Steven McDonald died on January 10, 2017, at the age of 59, a few days after suffering a heart attack. He was given a full police funeral at St. Patrick's Cathedral with Cardinal Dolan presiding over the Mass. Thousands of civilians and law enforcement officers gathered inside and outside the cathedral to pay their final respects and goodbyes, and the Mass was broadcast on the city's PIX 11 out of respect for McDonald's legacy. Phillip Phillips, winner of the eleventh season of American Idol, was invited to the wake service and performed his hit song "Home" because it was one of McDonald's favorites, according to his son, Conor.

== Breaking the Cycle program ==
McDonald further promoted his message of forgiveness following his shooting by founding Breaking the Cycle, a program promoting nonviolent conflict resolution. McDonald attended assemblies at high schools or middle schools to tell the students about his personal story of forgiveness. The program was started after McDonald traveled to Northern Ireland multiple times from 1997 to 1999 with his friends Mychal Judge and Johann Christoph Arnold to promote forgiveness in the wake of the conflicts there.

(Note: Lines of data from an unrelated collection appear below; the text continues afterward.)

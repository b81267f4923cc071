//! Number theory and plane geometry.

mod divisor_sums;
mod egyptian_fractions;
mod euclid;
mod parallelogram;
mod repunit_gcd;

pub use divisor_sums::DivisorSums;
pub use egyptian_fractions::EgyptianFractions;
pub use euclid::Euclid;
pub use parallelogram::Parallelogram;
pub use repunit_gcd::RepunitGcd;

use crate::traits::DynTemplate;

pub(crate) fn templates() -> Vec<Box<dyn DynTemplate>> {
    vec![
        Box::new(EgyptianFractions),
        Box::new(Parallelogram),
        Box::new(DivisorSums),
        Box::new(RepunitGcd),
        Box::new(Euclid),
    ]
}
//! Votes candidate 1 must buy to strictly lead every rival, always buying
//! from the current front-runner.

use std::collections::BinaryHeap;

use crate::templates::prelude::*;

pub struct Election;

static INFO: TemplateInfo = TemplateInfo {
    id: "1417",
    title: "National assembly election",
    category: Category::Greedy,
    input: &[Field::int("n"), Field::int("votes").repeat("n")],
    output: &[Field::int("bought")],
    constraints: &["1 <= n <= 50", "1 <= votes <= 100", "the first votes value is candidate 1"],
    samples: &[
        Sample {
            input: "3\n5\n7\n7\n",
            output: "2\n",
        },
        Sample {
            input: "4\n10\n10\n10\n10\n",
            output: "1\n",
        },
        Sample {
            input: "1\n1\n",
            output: "0\n",
        },
        Sample {
            input: "5\n5\n10\n7\n3\n8\n",
            output: "4\n",
        },
    ],
};

impl Template for Election {
    type Input = Vec<u32>;
    type Output = u32;

    fn info(&self) -> &'static TemplateInfo {
        &INFO
    }

    fn parse(&self, sc: &mut Scanner<'_>) -> Result<Vec<u32>, InputError> {
        let n = sc.next_in("n", 1..=50usize)?;
        sc.values_in("votes", n, 1..=100)
    }

    fn solve(&self, votes: &Vec<u32>) -> u32 {
        let Some((&mine, rivals)) = votes.split_first() else {
            return 0;
        };
        let mut rivals: BinaryHeap<u32> = rivals.iter().copied().collect();
        let mut have = mine;
        while let Some(mut top) = rivals.peek_mut() {
            if *top < have {
                break;
            }
            *top -= 1;
            have += 1;
        }
        have - mine
    }

    fn render(&self, output: &u32, out: &mut String) {
        push_line(out, [output]);
    }
}
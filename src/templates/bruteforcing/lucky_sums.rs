//! Distinct sums `a + b + c` whose decimal digits are all 5 or 8.

use std::collections::BTreeSet;

use crate::templates::prelude::*;

pub struct LuckySums;

static INFO: TemplateInfo = TemplateInfo {
    id: "9575",
    title: "Lucky numbers",
    category: Category::Bruteforcing,
    input: &[
        Field::int("t"),
        Field::int("na"),
        Field::int("a").repeat("na"),
        Field::int("nb"),
        Field::int("b").repeat("nb"),
        Field::int("nc"),
        Field::int("c").repeat("nc"),
    ],
    output: &[Field::int("count").repeat("t")],
    constraints: &["1 <= t <= 100", "1 <= na, nb, nc <= 100", "1 <= a, b, c <= 30000"],
    samples: &[Sample {
        input: "2\n3\n1 10 100\n3\n2 20 200\n3\n5 50 500\n2\n1 3\n2\n2 2\n3\n1 2 50\n",
        output: "1\n2\n",
    }],
};

#[derive(Debug, Clone)]
pub struct Case {
    pub a: Vec<u32>,
    pub b: Vec<u32>,
    pub c: Vec<u32>,
}

fn is_lucky(mut k: u32) -> bool {
    if k == 0 {
        return false;
    }
    while k > 0 {
        if !matches!(k % 10, 5 | 8) {
            return false;
        }
        k /= 10;
    }
    true
}

fn read_list(sc: &mut Scanner<'_>, size: &'static str, field: &'static str) -> Result<Vec<u32>, InputError> {
    let n = sc.next_in(size, 1..=100usize)?;
    sc.values_in(field, n, 1..=30_000u32)
}

impl Template for LuckySums {
    type Input = Vec<Case>;
    type Output = Vec<usize>;

    fn info(&self) -> &'static TemplateInfo {
        &INFO
    }

    fn parse(&self, sc: &mut Scanner<'_>) -> Result<Vec<Case>, InputError> {
        let t = sc.next_in("t", 1..=100usize)?;
        (0..t)
            .map(|_| {
                Ok(Case {
                    a: read_list(sc, "na", "a")?,
                    b: read_list(sc, "nb", "b")?,
                    c: read_list(sc, "nc", "c")?,
                })
            })
            .collect()
    }

    fn solve(&self, cases: &Vec<Case>) -> Vec<usize> {
        cases
            .iter()
            .map(|case| {
                let mut sums = BTreeSet::new();
                for &a in &case.a {
                    for &b in &case.b {
                        for &c in &case.c {
                            if is_lucky(a + b + c) {
                                sums.insert(a + b + c);
                            }
                        }
                    }
                }
                sums.len()
            })
            .collect()
    }

    fn render(&self, output: &Vec<usize>, out: &mut String) {
        for count in output {
            push_line(out, [count]);
        }
    }
}

#[cfg(test)]
mod tests {
    use super::is_lucky;

    #[test]
    fn lucky_digits() {
        assert!(is_lucky(585));
        assert!(is_lucky(8));
        assert!(!is_lucky(0));
        assert!(!is_lucky(50));
    }
}
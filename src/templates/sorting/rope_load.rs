//! Heaviest weight a subset of ropes can lift when the load is shared evenly.

use crate::templates::prelude::*;

pub struct RopeLoad;

static INFO: TemplateInfo = TemplateInfo {
    id: "2217",
    title: "Ropes",
    category: Category::Sorting,
    input: &[Field::int("n"), Field::int("limit").repeat("n")],
    output: &[Field::int("weight")],
    constraints: &["1 <= n <= 100000", "1 <= limit <= 10000"],
    samples: &[Sample {
        input: "2\n10\n15\n",
        output: "20\n",
    }],
};

impl Template for RopeLoad {
    type Input = Vec<u64>;
    type Output = u64;

    fn info(&self) -> &'static TemplateInfo {
        &INFO
    }

    fn parse(&self, sc: &mut Scanner<'_>) -> Result<Vec<u64>, InputError> {
        let n = sc.next_in("n", 1..=100_000usize)?;
        sc.values_in("limit", n, 1..=10_000)
    }

    fn solve(&self, limits: &Vec<u64>) -> u64 {
        let mut sorted = limits.clone();
        sorted.sort_unstable_by(|a, b| b.cmp(a));
        // using the k strongest ropes, the weakest of them bounds each share
        sorted
            .iter()
            .enumerate()
            .map(|(i, &l)| l * (i as u64 + 1))
            .max()
            .unwrap_or(0)
    }

    fn render(&self, output: &u64, out: &mut String) {
        push_line(out, [output]);
    }
}
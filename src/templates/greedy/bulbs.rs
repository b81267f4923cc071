//! Switch presses needed to light every bulb, where a press on bulb `(r, c)`
//! toggles the bulbs left of it in its row and below it in its column.
//!
//! Rows are stored bottom-up so the press region is `[0, c]` of row `r` plus
//! rows `0..r` of column `c`. Scanning from the far corner, each bulb is
//! final once visited, so pressing exactly the dark ones is forced.

use crate::templates::prelude::*;

pub struct Bulbs;

static INFO: TemplateInfo = TemplateInfo {
    id: "14478",
    title: "Bulbs",
    category: Category::Greedy,
    input: &[
        Field::int("t"),
        Field::int("n").repeat("t"),
        Field::int("m").repeat("t"),
        Field::word("row").repeat("n"),
    ],
    output: &[Field::int("presses").repeat("t")],
    constraints: &["1 <= t", "1 <= n, m <= 400", "rows are m characters of 0 and 1"],
    samples: &[Sample {
        input: "2\n2 2\n00\n00\n3 3\n101\n010\n111\n",
        output: "2\n6\n",
    }],
};

fn presses(lit: &Grid<bool>) -> usize {
    let mut lit = lit.clone();
    let mut count = 0;
    for r in (0..lit.rows()).rev() {
        for c in (0..lit.cols()).rev() {
            if lit[(r, c)] {
                continue;
            }
            count += 1;
            for cc in 0..=c {
                lit[(r, cc)] = !lit[(r, cc)];
            }
            for rr in 0..r {
                lit[(rr, c)] = !lit[(rr, c)];
            }
        }
    }
    count
}

impl Template for Bulbs {
    type Input = Vec<Grid<bool>>;
    type Output = Vec<usize>;

    fn info(&self) -> &'static TemplateInfo {
        &INFO
    }

    fn parse(&self, sc: &mut Scanner<'_>) -> Result<Vec<Grid<bool>>, InputError> {
        let t = sc.next_in("t", 1..=1000usize)?;
        (0..t)
            .map(|_| {
                let n = sc.next_in("n", 1..=400usize)?;
                let m = sc.next_in("m", 1..=400usize)?;
                let rows = sc.byte_grid("row", n, m)?;
                let mut lit = Grid::new(n, m, false);
                for (r, c) in rows.positions() {
                    lit[(n - 1 - r, c)] = match rows[(r, c)] {
                        b'0' => false,
                        b'1' => true,
                        _ => return Err(InputError::constraint("row", "expected only 0 and 1")),
                    };
                }
                Ok(lit)
            })
            .collect()
    }

    fn solve(&self, cases: &Vec<Grid<bool>>) -> Vec<usize> {
        cases.iter().map(presses).collect()
    }

    fn render(&self, output: &Vec<usize>, out: &mut String) {
        for p in output {
            push_line(out, [p]);
        }
    }
}

#[cfg(test)]
mod tests {
    use super::*;

    #[test]
    fn all_lit_needs_nothing() {
        assert_eq!(presses(&Grid::new(4, 5, true)), 0);
    }

    #[test]
    fn single_dark_corner() {
        let mut lit = Grid::new(2, 2, true);
        lit[(0, 0)] = false;
        assert_eq!(presses(&lit), 1);
    }
}
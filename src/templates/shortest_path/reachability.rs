//! Transitive closure of a directed graph given as an adjacency matrix.

use crate::templates::prelude::*;

pub struct Reachability;

static INFO: TemplateInfo = TemplateInfo {
    id: "11403",
    title: "Find the path",
    category: Category::ShortestPath,
    input: &[Field::int("n"), Field::int("edge").repeat("n * n")],
    output: &[Field::int("reach").repeat("n * n")],
    constraints: &["1 <= n <= 100", "edge is 0 or 1", "reach[i][i] is 1 only on a cycle through i"],
    samples: &[
        Sample {
            input: "3\n0 1 0\n0 0 1\n1 0 0\n",
            output: "1 1 1\n1 1 1\n1 1 1\n",
        },
        Sample {
            input: "7\n0 0 0 1 0 0 0\n0 0 0 0 0 0 1\n0 0 0 0 0 0 0\n0 0 0 0 1 1 0\n1 0 0 0 0 0 0\n0 0 0 0 0 0 1\n0 0 1 0 0 0 0\n",
            output: "1 0 1 1 1 1 1\n0 0 1 0 0 0 1\n0 0 0 0 0 0 0\n1 0 1 1 1 1 1\n1 0 1 1 1 1 1\n0 0 1 0 0 0 1\n0 0 1 0 0 0 0\n",
        },
    ],
};

impl Template for Reachability {
    type Input = Grid<bool>;
    type Output = Grid<bool>;

    fn info(&self) -> &'static TemplateInfo {
        &INFO
    }

    fn parse(&self, sc: &mut Scanner<'_>) -> Result<Grid<bool>, InputError> {
        let n = sc.next_in("n", 1..=100usize)?;
        let edges = sc.grid_in("edge", n, n, 0..=1u8)?;
        let cells = edges.iter().map(|&e| e == 1).collect();
        Grid::from_vec(n, n, cells).ok_or(InputError::Missing { field: "edge" })
    }

    fn solve(&self, edges: &Grid<bool>) -> Grid<bool> {
        let n = edges.rows();
        let mut reach = edges.clone();
        // intermediate vertex outermost
        for k in 0..n {
            for i in 0..n {
                if !reach[(i, k)] {
                    continue;
                }
                for j in 0..n {
                    if reach[(k, j)] {
                        reach[(i, j)] = true;
                    }
                }
            }
        }
        reach
    }

    fn render(&self, reach: &Grid<bool>, out: &mut String) {
        for r in 0..reach.rows() {
            push_line(out, reach.row(r).iter().map(|&b| u8::from(b)));
        }
    }
}
//! Tasks that must be finished, directly or transitively, before a given task.

use crate::templates::prelude::*;

pub struct Prerequisites;

static INFO: TemplateInfo = TemplateInfo {
    id: "21937",
    title: "Work",
    category: Category::GraphTraversal,
    input: &[
        Field::int("n"),
        Field::int("m"),
        Field::int("order").repeat("2 * m"),
        Field::int("target"),
    ],
    output: &[Field::int("before")],
    constraints: &[
        "1 <= n, m <= 100000",
        "each order `a b` means a must be done before b, 1 <= a, b <= n",
        "the orders contain no cycle",
    ],
    samples: &[Sample {
        input: "6 6\n1 2\n2 4\n1 3\n3 4\n4 5\n5 6\n4\n",
        output: "3\n",
    }],
};

#[derive(Debug, Clone)]
pub struct Input {
    /// `required[b]` lists every `a` that must precede `b`.
    pub required: Vec<Vec<usize>>,
    pub target: usize,
}

impl Template for Prerequisites {
    type Input = Input;
    type Output = usize;

    fn info(&self) -> &'static TemplateInfo {
        &INFO
    }

    fn parse(&self, sc: &mut Scanner<'_>) -> Result<Input, InputError> {
        let n = sc.next_in("n", 1..=100_000usize)?;
        let m = sc.next_in("m", 1..=100_000usize)?;
        let mut required = vec![Vec::new(); n + 1];
        for _ in 0..m {
            let a = sc.next_in("order", 1..=n)?;
            let b = sc.next_in("order", 1..=n)?;
            required[b].push(a);
        }
        let target = sc.next_in("target", 1..=n)?;
        Ok(Input { required, target })
    }

    fn solve(&self, input: &Input) -> usize {
        let mut seen = vec![false; input.required.len()];
        seen[input.target] = true;
        let mut stack = vec![input.target];
        let mut count = 0;
        while let Some(v) = stack.pop() {
            for &w in &input.required[v] {
                if !seen[w] {
                    seen[w] = true;
                    count += 1;
                    stack.push(w);
                }
            }
        }
        count
    }

    fn render(&self, output: &usize, out: &mut String) {
        push_line(out, [output]);
    }
}
//! Example: choose templates for generated problems.
//!
//! Run with:
//! `cargo run --example pick_template`

use judge_templates::{CatalogBuilder, CatalogConfig, Category, Difficulty, Selection, Selector};
use rand::{rngs::StdRng, SeedableRng};

fn main() -> judge_templates::Result<()> {
    let config = CatalogConfig::from_toml_str(
        r#"
        disabled_categories = ["bruteforcing"]
        combine_probability = 0.5
        "#,
    )?;
    let catalog = CatalogBuilder::new().with_config(config).build()?;
    let mut rng = StdRng::seed_from_u64(2024);

    let requests = [
        Selector {
            category: Some(Category::Tree),
            difficulty: Difficulty::Easy,
        },
        Selector {
            category: Some(Category::Dp),
            difficulty: Difficulty::Hard,
        },
        Selector {
            category: Some(Category::Bruteforcing),
            difficulty: Difficulty::Medium,
        },
        Selector {
            category: None,
            difficulty: Difficulty::Hard,
        },
    ];

    for selector in &requests {
        let wanted = selector.category.map_or("any", Category::as_str);
        match catalog.pick(selector, &mut rng)? {
            Selection::Single(id) => {
                let info = catalog.get_template(id)?.info();
                println!("{wanted}/{}: {id} {}", selector.difficulty, info.title);
            }
            Selection::Combined(a, b) => {
                let ta = catalog.get_template(a)?.info().title;
                let tb = catalog.get_template(b)?.info().title;
                println!("{wanted}/{}: {a} {ta} + {b} {tb}", selector.difficulty);
            }
        }
    }
    Ok(())
}
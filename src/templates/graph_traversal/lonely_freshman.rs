//! People reachable from the freshman's seat on a campus map.

use super::flood;
use crate::templates::prelude::*;

pub struct LonelyFreshman;

static INFO: TemplateInfo = TemplateInfo {
    id: "21736",
    title: "Freshman needs friends",
    category: Category::GraphTraversal,
    input: &[Field::int("n"), Field::int("m"), Field::word("row").repeat("n")],
    output: &[Field::word("met")],
    constraints: &[
        "1 <= n, m <= 600",
        "rows use O (empty), X (wall), I (freshman, exactly once), P (person)",
        "prints TT when nobody can be met",
    ],
    samples: &[
        Sample {
            input: "3 5\nOOOPO\nOIOOX\nOOOXP\n",
            output: "1\n",
        },
        Sample {
            input: "3 3\nIOX\nOXP\nXPP\n",
            output: "TT\n",
        },
    ],
};

#[derive(Debug, Clone)]
pub struct Input {
    pub campus: Grid<u8>,
    pub start: (usize, usize),
}

impl Template for LonelyFreshman {
    type Input = Input;
    type Output = usize;

    fn info(&self) -> &'static TemplateInfo {
        &INFO
    }

    fn parse(&self, sc: &mut Scanner<'_>) -> Result<Input, InputError> {
        let n = sc.next_in("n", 1..=600usize)?;
        let m = sc.next_in("m", 1..=600usize)?;
        let campus = sc.byte_grid("row", n, m)?;
        if campus.iter().any(|b| !b"OXIP".contains(b)) {
            return Err(InputError::constraint("row", "expected only O, X, I and P"));
        }
        let mut starts = campus.positions().filter(|&p| campus[p] == b'I');
        match (starts.next(), starts.next()) {
            (Some(start), None) => Ok(Input { campus, start }),
            _ => Err(InputError::constraint("row", "expected exactly one I")),
        }
    }

    fn solve(&self, input: &Input) -> usize {
        let campus = &input.campus;
        let mut seen = Grid::new(campus.rows(), campus.cols(), false);
        let mut met = 0;
        flood(campus, input.start, &mut seen, |_, q| {
            let open = campus[q] != b'X';
            if open && campus[q] == b'P' {
                met += 1;
            }
            open
        });
        met
    }

    fn render(&self, output: &usize, out: &mut String) {
        match output {
            0 => push_line(out, ["TT"]),
            n => push_line(out, [n]),
        }
    }
}
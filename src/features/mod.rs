pub mod content;
pub mod sender;
pub mod structure;
pub mod urls;

use crate::message::ParsedEmail;
use serde::Serialize;
use std::collections::HashMap;

pub use content::ContentFeatures;
pub use sender::SenderFeatures;
pub use structure::StructureFeatures;
pub use urls::{UrlFeatures, UrlFlags};

/// TLDs with disproportionate abuse rates. Checked for both the sender
/// domain and every link host.
pub(crate) const SUSPICIOUS_TLDS: &[&str] = &[
    "tk", "ml", "ga", "cf", "gq", "xyz", "top", "work", "click",
];

/// Everything the indicator catalogue can see about one email.
///
/// Extraction is pure and total: malformed or absent fields degrade to the
/// neutral value of the corresponding feature, never to an error.
#[derive(Debug, Clone, Default, Serialize)]
pub struct ExtractedFeatures {
    pub sender: SenderFeatures,
    pub content: ContentFeatures,
    pub urls: UrlFeatures,
    pub structure: StructureFeatures,
}

/// Turns a `ParsedEmail` into an `ExtractedFeatures` snapshot.
///
/// Construction compiles the static keyword sets once; extraction itself
/// allocates only the snapshot.
pub struct FeatureExtractor {
    sender: sender::SenderAnalyzer,
    content: content::ContentAnalyzer,
}

impl FeatureExtractor {
    pub fn new() -> Self {
        FeatureExtractor {
            sender: sender::SenderAnalyzer::new(),
            content: content::ContentAnalyzer::new(),
        }
    }

    pub fn extract(&self, email: &ParsedEmail) -> ExtractedFeatures {
        let sender = self.sender.extract(email);
        let content = self.content.extract(email);
        let urls = urls::extract(email, &sender.domain);
        let structure = structure::extract(email, &sender.domain);

        log::debug!(
            "extracted features: domain={:?} urls={} urgency={} credential={} money={}",
            sender.domain,
            urls.url_count,
            content.urgency_hits,
            content.credential_hits,
            content.money_hits
        );

        ExtractedFeatures {
            sender,
            content,
            urls,
            structure,
        }
    }
}

impl Default for FeatureExtractor {
    fn default() -> Self {
        Self::new()
    }
}

/// Case-insensitive header lookup over the raw header map.
pub(crate) fn header_value<'a>(
    headers: &'a HashMap<String, String>,
    name: &str,
) -> Option<&'a str> {
    headers
        .iter()
        .find(|(key, _)| key.eq_ignore_ascii_case(name))
        .map(|(_, value)| value.as_str())
}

Following his death, McDonald's wife and son have continued working with Breaking the Cycle by telling his story of forgiveness to students.

== Steven McDonald Extra Effort Award ==
The New York Rangers of the National Hockey League (NHL) established the Steven McDonald Extra Effort Award in his honor following the 1987–88 NHL season. McDonald would personally present a Ranger with a trophy and a $25,000 check (in the player's name) made out to the Steven McDonald Foundation. It is the only Rangers award voted for by the fans.

- 1987–88 – Jan Erixon
- 1988–89 – Tony Granato
- 1989–90 – John Vanbiesbrouck and Kelly Kisio
- 1990–91 – Jan Erixon
- 1991–92 – Adam Graves
- 1992–93 – Adam Graves
- 1993–94 – Adam Graves
- 1994–95 – Mark Messier
- 1995–96 – Mark Messier
- 1996–97 – Brian Leetch
- 1997–98 – Wayne Gretzky
- 1998–99 – Adam Graves
- 1999–2000 – Adam Graves
- 2000–01 – Sandy McCarthy
- 2001–02 – Sandy McCarthy
- 2002–03 – Matthew Barnaby
- 2003–04 – Jed Ortmeyer
- 2004–05 – not awarded
- 2005–06 – Henrik Lundqvist
- 2006–07 – Jed Ortmeyer
- 2007–08 – Brandon Dubinsky
- 2008–09 – Ryan Callahan
- 2009–10 – Ryan Callahan
- 2010–11 – Brandon Prust
- 2011–12 – Ryan Callahan
- 2012–13 – Ryan Callahan
- 2013–14 – Mats Zuccarello
- 2014–15 – Cam Talbot
- 2015–16 – Mats Zuccarello
- 2016–17 – Mats Zuccarello
- 2017–18 – Henrik Lundqvist
- 2018–19 – Mika Zibanejad
- 2019–20 – Mika Zibanejad
- 2020–21 – Adam Fox
- 2021–22 – Chris Kreider
- 2022–23 – Ryan Lindgren
- 2023–24 – Vincent Trocheck
- 2024–25 – Will Cuylle
- 2025–26 – Mika Zibanejad

== Police Academy Renaming ==
On February 9, 2026, the NYPD announced that the Queens Police Academy will be renamed in his honor on July 16th, the date McDonald entered the Academy in 1984.